Records drawn from a dataset:
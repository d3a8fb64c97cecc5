//! Read-only summary shown before the final submission is confirmed.
use crate::documents::DocumentSlot;
use crate::field::FieldValue;
use crate::schema::FieldKind;
use crate::session::FormSession;

#[derive(Debug, Clone, PartialEq, Eq)]
pub struct SummaryEntry {
    pub label: &'static str,
    pub value: String,
}

#[derive(Debug, Clone, PartialEq, Eq)]
pub struct SummarySection {
    pub step: u8,
    pub title: &'static str,
    pub entries: Vec<SummaryEntry>,
}

#[derive(Debug, Clone, PartialEq, Eq)]
pub struct DocumentLink {
    pub label: String,
    /// `None` while the file has not been stored yet.
    pub url: Option<String>,
}

/// Snapshot of the collected data, bound to the session revision it was built from.
#[derive(Debug, Clone, PartialEq, Eq)]
pub struct ConfirmationSummary {
    pub revision: u64,
    pub sections: Vec<SummarySection>,
    pub documents: Vec<DocumentLink>,
}

impl ConfirmationSummary {
    pub fn from_session(session: &FormSession) -> Self {
        let schema = session.schema();
        let sections = (1..=schema.total_steps())
            .map(|step| SummarySection {
                step,
                title: schema.step_title(step).unwrap_or_default(),
                entries: schema
                    .step_fields(step)
                    .filter(|f| !matches!(f.kind, FieldKind::File(_)))
                    .filter(|f| session.state(f.name).visible)
                    .filter_map(|f| {
                        let value = match session.value(f.name) {
                            FieldValue::Empty => return None,
                            FieldValue::Text(s) if s.trim().is_empty() => return None,
                            FieldValue::Text(s) => s.clone(),
                            FieldValue::Flag(true) => "Yes".to_string(),
                            FieldValue::Flag(false) => "No".to_string(),
                        };
                        Some(SummaryEntry {
                            label: f.label,
                            value,
                        })
                    })
                    .collect(),
            })
            .collect();

        let docs = session.documents();
        let mut documents: Vec<DocumentLink> = DocumentSlot::ALL
            .into_iter()
            .filter(|slot| docs.is_satisfied(*slot))
            .map(|slot| DocumentLink {
                label: schema
                    .field(slot.field_name())
                    .map(|f| f.label.to_string())
                    .unwrap_or_else(|| slot.part_name().to_string()),
                url: docs.existing_url(slot).map(str::to_string),
            })
            .collect();
        documents.extend(docs.additional().iter().map(|doc| DocumentLink {
            label: doc.name.clone(),
            url: doc.url.clone(),
        }));

        Self {
            revision: session.revision(),
            sections,
            documents,
        }
    }

    pub fn entry(&self, label: &str) -> Option<&str> {
        self.sections
            .iter()
            .flat_map(|s| &s.entries)
            .find(|e| e.label == label)
            .map(|e| e.value.as_str())
    }
}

EXERCISE DESCRIPTION:
Each line in the entries above that includes the string "label" should be extracted.

ANSWER BOX:
    pub label: &'static str,
    pub label: String,
                            label: f.label,
                label: schema
                    .map(|f| f.label.to_string())
            label: doc.name.clone(),
    pub fn entry(&self, label: &str) -> Option<&str> {
            .find(|e| e.label == label)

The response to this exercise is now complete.